Sa disparition en 1985 marque la fin d’une époque. Le Design Centre ferme moins d’un an après. Seule sa personnalité maintenait l’existence d’une telle instance dans un pays taraudé par ces courants régionalistes. Alors que depuis, les pays scandinaves, l’Italie ou l’Allemagne ont fait du design une image de marque, la Belgique a perdu l’héritage de cette grande dame.



Jean-Paul Emonds-Alt
Stib. Qui connaît le nom du créateur du logo du métro bruxellois ? Designer, sculpteur, peintre né à Etterbeek en 1928, Jean-Paul Emonds-Alt se fit remarquer avec une sculpture monumentale pour le pavillon du Syndicat Congo Mines à l’Exposition universelle de 1958 à Bruxelles, représentant un groupe de quatre femmes (on peut le voir dans le hall d’un immeuble à l’angle de l’avenue Louise et de la rue Defacqz, à Bruxelles).
A partir du milieu des années 1960, il se consacre essentiellement au design. Il signera des lampes pour Philips ou des modèles de visionneuses Viewmaster - autant d’objets qu’on peut revoir à "Panorama" -, ainsi qu’une bouteille de Spa. Aujourd’hui, l’identité graphique qu’il a conçue pour le métro bruxellois est toujours utilisée.
Monographie: un livre unique

A exposition exceptionnelle, livre exceptionnel. Plus qu’un catalogue, le livre "Panorama. A History of Modern Design in Belgium" est une monographie retraçant dans les détails l’histoire des arts décoratifs en Belgique. Sous la direction de Katarina Serulus et de Javier Gimeno-Martinez, cet ouvrage trilingue, abondamment illustré et très bien référencé, constitue un apport neuf et unique à ce jour pour ceux qui s’intéressent au design en général et belge en particulier. Il replace les différents courants dans l’histoire esthétique et industrielle - rappelant notamment les utopies d’amélioration du quotidien par la création d’objets de consommation de masse "beaux et fonctionnels". Comme l’exposition dont il est l’émanation, il remet aussi à l’honneur des personnalités capitales parfois méconnues ou oubliées - ouvrant potentiellement la voie à d’autres recherches. A. Lo.

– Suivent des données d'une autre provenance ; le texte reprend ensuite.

//! Pin lifecycle - subscribing feeds and keeping their snapshots current
//!
//! `PinManager` is the single entry point:
//! - `setup` onboards a key (idempotent, one handle and one bridge per key)
//! - `reconcile` restores every persisted pin at startup
//! - `latest` / `list_all` answer queries from the live handles
//!
//! Every step that touches one key runs under that key's lock, so concurrent
//! `setup` calls and bridge writes for the same key are serialised while
//! different keys proceed independently.

pub mod bridge;
pub mod table;

pub use table::{Subscription, SubscriptionTable};

use std::sync::atomic::{AtomicU64, Ordering};
use std::sync::Arc;
use std::time::Duration;

use dashmap::DashMap;
use serde::Serialize;
use tokio::sync::{Mutex, RwLock};
use tokio::task::{JoinHandle, JoinSet};
use tracing::{debug, error, info, warn};

use crate::error::{PinError, Result};
use crate::network::{FeedHandle, FeedNetwork};
use crate::snapshot::SnapshotStore;
use crate::types::{PublicKey, Record};

/// Pin manager settings
#[derive(Debug, Clone)]
pub struct PinManagerConfig {
    /// Bound on open + ready for one key
    pub open_timeout: Duration,
}

impl Default for PinManagerConfig {
    fn default() -> Self {
        Self {
            open_timeout: Duration::from_secs(30),
        }
    }
}

/// One row of the pin listing
#[derive(Debug, Clone, PartialEq, Serialize)]
pub struct PinEntry {
    pub key: PublicKey,
    pub latest: Option<Record>,
}

/// Outcome of a reconciliation pass
#[derive(Debug, Default, Clone, Serialize)]
pub struct ReconcileReport {
    /// Keys subscribed by this pass
    pub restored: Vec<PublicKey>,
    /// Keys that were already subscribed and left alone
    pub already_pinned: Vec<PublicKey>,
    /// Keys whose setup failed, with the reason
    pub failed: Vec<(PublicKey, String)>,
}

/// Counters for the health endpoint
#[derive(Debug, Clone, Serialize)]
pub struct PinStats {
    pub pins: usize,
    pub listening: usize,
    pub regressions: u64,
}

struct Inner {
    config: PinManagerConfig,
    table: RwLock<SubscriptionTable>,
    key_locks: DashMap<PublicKey, Arc<Mutex<()>>>,
    bridges: DashMap<PublicKey, JoinHandle<()>>,
    store: Arc<dyn SnapshotStore>,
    network: Arc<dyn FeedNetwork>,
    regressions: AtomicU64,
}

/// Owner of the subscription table and the snapshot writes
#[derive(Clone)]
pub struct PinManager {
    inner: Arc<Inner>,
}

impl PinManager {
    pub fn new(
        config: PinManagerConfig,
        store: Arc<dyn SnapshotStore>,
        network: Arc<dyn FeedNetwork>,
    ) -> Self {
        Self {
            inner: Arc::new(Inner {
                config,
                table: RwLock::new(SubscriptionTable::new()),
                key_locks: DashMap::new(),
                bridges: DashMap::new(),
                store,
                network,
                regressions: AtomicU64::new(0),
            }),
        }
    }

    fn key_lock(&self, key: &PublicKey) -> Arc<Mutex<()>> {
        self.inner.key_locks.entry(*key).or_default().clone()
    }

    /// Subscribe a key (or reuse its subscription) and return its current record.
    ///
    /// Safe to call any number of times, concurrently, for the same key: the
    /// feed is opened once and its update bridge attached once. Nothing is
    /// registered unless the handle became ready within the open timeout.
    pub async fn setup(&self, key: PublicKey) -> Result<Option<Record>> {
        let lock = self.key_lock(&key);
        let _guard = lock.lock().await;

        let existing = self.inner.table.read().await.get(&key).ok();
        let handle = match existing {
            Some(handle) => {
                debug!(key = %key, "Reusing existing subscription");
                handle
            }
            None => {
                let handle = self.open_ready(&key).await?;
                self.inner
                    .table
                    .write()
                    .await
                    .register(key, Arc::clone(&handle))?;
                handle
            }
        };

        let attach = self.inner.table.write().await.mark_listening(&key)?;
        if attach {
            let task = bridge::attach(self.clone(), key, Arc::clone(&handle));
            self.inner.bridges.insert(key, task);
        }

        self.persist_current(&key, handle.as_ref()).await?;

        let pins = self.inner.table.read().await.len();
        info!(key = %key, pins, "Setup complete");
        Ok(handle.latest())
    }

    async fn open_ready(&self, key: &PublicKey) -> Result<Arc<dyn FeedHandle>> {
        let timeout = self.inner.config.open_timeout;
        let opening = async {
            let handle = self.inner.network.open(key).await?;
            handle.ready().await?;
            Ok::<_, PinError>(handle)
        };

        match tokio::time::timeout(timeout, opening).await {
            Ok(result) => result,
            Err(_) => Err(PinError::network(
                key,
                format!("not ready after {}s", timeout.as_secs_f32()),
            )),
        }
    }

    /// Bridge entry point: persist the handle's record under the key's lock
    pub(crate) async fn persist_update(&self, key: &PublicKey, handle: &dyn FeedHandle) -> Result<()> {
        let lock = self.key_lock(key);
        let _guard = lock.lock().await;
        self.persist_current(key, handle).await
    }

    /// Write the handle's current record. Caller holds the key lock.
    ///
    /// The write is unconditional; the regression check only reports.
    async fn persist_current(&self, key: &PublicKey, handle: &dyn FeedHandle) -> Result<()> {
        let current = handle.latest();

        if let Some(new) = &current {
            self.check_regression(key, new).await;
        }

        self.inner.store.write(key, current.as_ref()).await?;
        debug!(key = %key, has_record = current.is_some(), "Snapshot written");
        Ok(())
    }

    async fn check_regression(&self, key: &PublicKey, incoming: &Record) {
        match self.inner.store.read(key).await {
            Ok(Some(previous)) if previous.is_newer_than(incoming) => {
                self.inner.regressions.fetch_add(1, Ordering::Relaxed);
                warn!(
                    key = %key,
                    previous = %previous.timestamp,
                    incoming = %incoming.timestamp,
                    "Snapshot timestamp regression"
                );
            }
            Ok(_) => {}
            Err(e) => {
                warn!(key = %key, error = %e, "Previous snapshot unreadable, overwriting");
            }
        }
    }

    /// Subscribe every persisted key that isn't subscribed yet.
    ///
    /// Keys are set up concurrently; a failure is logged and reported for
    /// that key only.
    pub async fn reconcile(&self) -> Result<ReconcileReport> {
        let persisted = self.inner.store.read_all().await?;
        let mut report = ReconcileReport::default();
        let mut pending = JoinSet::new();

        for (key, _) in persisted {
            if self.is_pinned(&key).await {
                report.already_pinned.push(key);
                continue;
            }
            let manager = self.clone();
            pending.spawn(async move {
                let result = manager.setup(key).await;
                (key, result)
            });
        }

        while let Some(joined) = pending.join_next().await {
            match joined {
                Ok((key, Ok(_))) => report.restored.push(key),
                Ok((key, Err(e))) => {
                    warn!(key = %key, error = %e, "Failed to restore pin");
                    report.failed.push((key, e.to_string()));
                }
                Err(e) => error!(error = %e, "Reconcile task panicked"),
            }
        }

        report.restored.sort();
        report.failed.sort_by_key(|(key, _)| *key);
        info!(
            restored = report.restored.len(),
            already_pinned = report.already_pinned.len(),
            failed = report.failed.len(),
            "Reconciliation finished"
        );
        Ok(report)
    }

    /// Re-run `reconcile` on an interval so keys that failed get retried
    pub fn spawn_reconcile_loop(&self, interval: Duration) -> JoinHandle<()> {
        let manager = self.clone();
        tokio::spawn(async move {
            let mut ticker = tokio::time::interval(interval);
            ticker.set_missed_tick_behavior(tokio::time::MissedTickBehavior::Delay);
            // startup reconcile runs separately
            ticker.tick().await;
            loop {
                ticker.tick().await;
                if let Err(e) = manager.reconcile().await {
                    error!(error = %e, "Periodic reconciliation failed");
                }
            }
        })
    }

    pub async fn is_pinned(&self, key: &PublicKey) -> bool {
        self.inner.table.read().await.has(key)
    }

    /// Current in-memory record for a subscribed key
    pub async fn latest(&self, key: &PublicKey) -> Result<Option<Record>> {
        let handle = self.inner.table.read().await.get(key)?;
        Ok(handle.latest())
    }

    /// Every subscribed key with its current record, in key order
    pub async fn list_all(&self) -> Vec<PinEntry> {
        self.inner
            .table
            .read()
            .await
            .all()
            .map(|(key, handle)| PinEntry {
                key: *key,
                latest: handle.latest(),
            })
            .collect()
    }

    pub async fn stats(&self) -> PinStats {
        let table = self.inner.table.read().await;
        PinStats {
            pins: table.len(),
            listening: table.listening_count(),
            regressions: self.inner.regressions.load(Ordering::Relaxed),
        }
    }

    /// Stop every update bridge
    pub fn shutdown(&self) {
        for entry in self.inner.bridges.iter() {
            entry.value().abort();
        }
        self.inner.bridges.clear();
        info!("Update bridges stopped");
    }
}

---> "Panorama. A History of Modern Design in Belgium", publié chez CFC édition/Musée Adam (208 pp., 35 €).
À savoir
Quoi : "Panorama - A History Of Modern Design In Belgium", jusqu’au 7 janvier 2017.
Où : Musée ADAM, 1 place de Belgique, 1000 Bruxelles.
En pratique : tous les jours sauf le mardi, de 10 à 18 h. Prix 10 €. Rens. : www.adammuseum.be.